People 'watching their pennies' contributed to a 46% drop in Ryanair's profits in the first quarter of the year, the airline's Chief Financial Officer says.
Profits at the Irish carrier fell to €360m compared to the same period last year as traffic grew 10% to 55.5 million passengers.
The airline said it was also hit by a "significant deterioration" in European Air Traffic Control capacity which caused multiple flight delays and cancellations in the last 10 days of June.
Ryanair Chief Financial Officer Neil Sorahan told Breakfast Business it was a good quarter for customers.
"We saw average fares down 15% where, effectively, the first half of Easter had fallen into March of last year so that had an impact," he said.
"The consumers, I suppose, [who are] coming [off] two years of double-digit fare growth and double digit traffic growth, were just a little bit more frugal."
"So while traffic was strong... we had to do a little bit more price stimulation than we had originally anticipated - but very good news for the consumer".
Mr Sorahan said people still want to travel but are looking to pay less.
"There's no shortage of flights; we're taking in half a million bookings a night, we're carrying over 600,000 people a day," he said.
"They absolutely want to get away; they're just minding the pennies about more than they were.
"We can see travellers all across Europe travelling in huge numbers but they're just paying a little bit less to do so.

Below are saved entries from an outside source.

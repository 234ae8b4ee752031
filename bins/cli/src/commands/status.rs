//! `status`: report the tracked state of one codebase.

use crate::error::CliError;
use crate::format::{OutputArgs, render};
use satori_app::SnapshotStore;
use satori_domain::{CodebaseEntry, canonical_root_string};
use serde::Serialize;
use std::path::Path;

#[derive(Debug, Serialize)]
#[serde(rename_all = "camelCase")]
struct StatusReport {
    root: String,
    tracked: bool,
    #[serde(flatten)]
    entry: Option<CodebaseEntry>,
}

/// Execute `status`.
pub async fn run_status(
    output: OutputArgs,
    snapshot_path: &Path,
    codebase: &Path,
) -> Result<String, CliError> {
    let store = SnapshotStore::open(snapshot_path.to_path_buf());
    let root = canonical_root_string(codebase);
    let entry = store.get(&root).await;

    let report = StatusReport {
        root: root.clone(),
        tracked: entry.is_some(),
        entry,
    };

    render(output, &report, |report| {
        report.entry.as_ref().map_or_else(
            || format!("{root} is not tracked\n"),
            |entry| {
                format!(
                    "{root}: {} (fingerprint: {})\n",
                    entry.status.as_str(),
                    entry
                        .index_fingerprint
                        .as_ref()
                        .map_or_else(|| "unknown".to_owned(), ToString::to_string),
                )
            },
        )
    })
    .map_err(CliError::from)
}

#[cfg(test)]
mod tests {
    use super::*;
    use satori_domain::CodebaseStatus;

    #[tokio::test]
    async fn untracked_roots_report_as_such() -> Result<(), CliError> {
        let dir = tempfile::tempdir()?;
        let path = dir.path().join("snapshot.json");

        let rendered = run_status(
            OutputArgs { json: false },
            &path,
            Path::new("/does-not-exist"),
        )
        .await?;
        assert!(rendered.contains("not tracked"));
        Ok(())
    }

    #[tokio::test]
    async fn tracked_roots_report_their_status() -> Result<(), CliError> {
        let dir = tempfile::tempdir()?;
        let path = dir.path().join("snapshot.json");
        let store = SnapshotStore::open(path.clone());
        store
            .set_status(
                "/repo",
                CodebaseStatus::Indexed {
                    indexed_files: 1,
                    total_chunks: 2,
                },
                1,
            )
            .await
            .map_err(CliError::from)?;

        let rendered = run_status(OutputArgs { json: false }, &path, Path::new("/repo")).await?;
        assert!(rendered.contains("indexed"));
        Ok(())
    }
}
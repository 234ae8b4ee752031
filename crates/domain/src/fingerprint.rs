//! Index fingerprints: the canonical identity of a compatible index.

use satori_shared::{ErrorCode, ErrorEnvelope};
use serde::{Deserialize, Serialize};
use std::fmt;

/// Validation failures for fingerprints.
#[derive(Debug, Clone, PartialEq, Eq)]
pub enum FingerprintError {
    /// A scalar field is empty after trimming.
    EmptyField {
        /// Field name as it appears on the wire.
        field: &'static str,
    },
    /// The embedding dimension must be a positive integer.
    NonPositiveDimension,
}

impl fmt::Display for FingerprintError {
    fn fmt(&self, formatter: &mut fmt::Formatter<'_>) -> fmt::Result {
        match self {
            Self::EmptyField { field } => {
                write!(formatter, "fingerprint field {field} must be non-empty")
            },
            Self::NonPositiveDimension => {
                formatter.write_str("embeddingDimension must be a positive integer")
            },
        }
    }
}

impl std::error::Error for FingerprintError {}

impl From<FingerprintError> for ErrorEnvelope {
    fn from(error: FingerprintError) -> Self {
        Self::expected(
            ErrorCode::new("domain", "invalid_fingerprint"),
            error.to_string(),
        )
    }
}

/// Five-field identity of the index schema, embedding model, and store.
///
/// Equality is field-wise; any difference between the runtime fingerprint and
/// an indexed fingerprint forces `requires_reindex` before any read.
#[derive(Debug, Clone, PartialEq, Eq, Hash, Serialize, Deserialize)]
#[serde(rename_all = "camelCase")]
pub struct IndexFingerprint {
    /// Embedding provider id (e.g. `voyageai`).
    pub embedding_provider: Box<str>,
    /// Embedding model id (e.g. `voyage-4-large`).
    pub embedding_model: Box<str>,
    /// Embedding dimension (positive).
    pub embedding_dimension: u32,
    /// Vector store provider id (e.g. `zilliz`).
    pub vector_store_provider: Box<str>,
    /// Schema version tag (e.g. `hybrid_v3`).
    pub schema_version: Box<str>,
}

impl IndexFingerprint {
    /// Construct a validated fingerprint.
    pub fn new(
        embedding_provider: impl AsRef<str>,
        embedding_model: impl AsRef<str>,
        embedding_dimension: u32,
        vector_store_provider: impl AsRef<str>,
        schema_version: impl AsRef<str>,
    ) -> Result<Self, FingerprintError> {
        let embedding_provider = required_field(embedding_provider.as_ref(), "embeddingProvider")?;
        let embedding_model = required_field(embedding_model.as_ref(), "embeddingModel")?;
        let vector_store_provider =
            required_field(vector_store_provider.as_ref(), "vectorStoreProvider")?;
        let schema_version = required_field(schema_version.as_ref(), "schemaVersion")?;
        if embedding_dimension == 0 {
            return Err(FingerprintError::NonPositiveDimension);
        }

        Ok(Self {
            embedding_provider,
            embedding_model,
            embedding_dimension,
            vector_store_provider,
            schema_version,
        })
    }

    /// True when every field matches `other`.
    #[must_use]
    pub fn matches(&self, other: &Self) -> bool {
        self == other
    }

    /// Validate a deserialized fingerprint (serde bypasses `new`).
    pub fn validate(&self) -> Result<(), FingerprintError> {
        required_field(&self.embedding_provider, "embeddingProvider")?;
        required_field(&self.embedding_model, "embeddingModel")?;
        required_field(&self.vector_store_provider, "vectorStoreProvider")?;
        required_field(&self.schema_version, "schemaVersion")?;
        if self.embedding_dimension == 0 {
            return Err(FingerprintError::NonPositiveDimension);
        }
        Ok(())
    }
}

impl fmt::Display for IndexFingerprint {
    fn fmt(&self, formatter: &mut fmt::Formatter<'_>) -> fmt::Result {
        write!(
            formatter,
            "{}/{}/{}d via {} ({})",
            self.embedding_provider,
            self.embedding_model,
            self.embedding_dimension,
            self.vector_store_provider,
            self.schema_version
        )
    }
}

/// Provenance of a stored fingerprint.
#[derive(Debug, Clone, Copy, PartialEq, Eq, Serialize, Deserialize)]
#[serde(rename_all = "lowercase")]
pub enum FingerprintSource {
    /// Verified against the completion proof.
    Verified,
    /// Inferred from local state without a proof check.
    Inferred,
}

impl FingerprintSource {
    /// Returns the canonical string representation.
    #[must_use]
    pub const fn as_str(self) -> &'static str {
        match self {
            Self::Verified => "verified",
            Self::Inferred => "inferred",
        }
    }
}

fn required_field(value: &str, field: &'static str) -> Result<Box<str>, FingerprintError> {
    let trimmed = value.trim();
    if trimmed.is_empty() {
        return Err(FingerprintError::EmptyField { field });
    }
    Ok(trimmed.to_owned().into_boxed_str())
}

#[cfg(test)]
mod tests {
    use super::*;

    fn fingerprint(model: &str) -> Result<IndexFingerprint, FingerprintError> {
        IndexFingerprint::new("voyageai", model, 1024, "zilliz", "hybrid_v3")
    }

    #[test]
    fn equality_is_field_wise() -> Result<(), FingerprintError> {
        let a = fingerprint("voyage-4-large")?;
        let b = fingerprint("voyage-4-large")?;
        let c = fingerprint("voyage-3")?;

        assert!(a.matches(&b));
        assert!(!a.matches(&c));
        Ok(())
    }

    #[test]
    fn constructor_rejects_empty_fields() {
        let error = IndexFingerprint::new(" ", "m", 4, "s", "v").err();
        assert!(matches!(error, Some(FingerprintError::EmptyField { .. })));
    }

    #[test]
    fn constructor_rejects_zero_dimension() {
        let error = IndexFingerprint::new("p", "m", 0, "s", "v").err();
        assert!(matches!(error, Some(FingerprintError::NonPositiveDimension)));
    }

    #[test]
    fn serializes_with_camel_case() -> Result<(), Box<dyn std::error::Error>> {
        let value = serde_json::to_value(fingerprint("voyage-4-large")?)?;
        let expected = serde_json::json!({
            "embeddingProvider": "voyageai",
            "embeddingModel": "voyage-4-large",
            "embeddingDimension": 1024,
            "vectorStoreProvider": "zilliz",
            "schemaVersion": "hybrid_v3"
        });
        assert_eq!(value, expected);
        Ok(())
    }
}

"Our strategy has been for many years to fill the planes and we'll take whatever the price is".
Dublin Airport
Mr Sorahan warned that Dublin Airport could see a price spike due to the passenger cap in place.
"Dublin could be a significant outlier this year alright with capacity constraints, particularly into the winter," he said.
"We're looking very much at a situation where mid-term breaks, Christmas, sporting events could see a spike in pricing.
"This is something that needs to be addressed urgently by the Government.
"It's an arbitrary cap that was put in place back in 2007 - there's absolutely no reason why it should be there".
IT outage
Ryanair was one of several carriers hit by a major IT outage last week. Mr Sorahan said the majority of people got to their destination.
"It was a third party [issue], totally outside of our control," he said.
"It was not the easiest day we've had – but in fairness to our operations people and our IT team they do practice going manual on a regular basis.
"So the vast majority of people flying with last Friday got to where they wanted to go - albeit delayed on the day.
"We don't have a relationship with CrowdStrike but our third-party reservation provider does".
Mr Sorahan added that while the airline has taken delivery of 156 of Boeing B737 Gamechanger aircraft it is still "20 shy" of what they were meant to receive due to to delivery delays.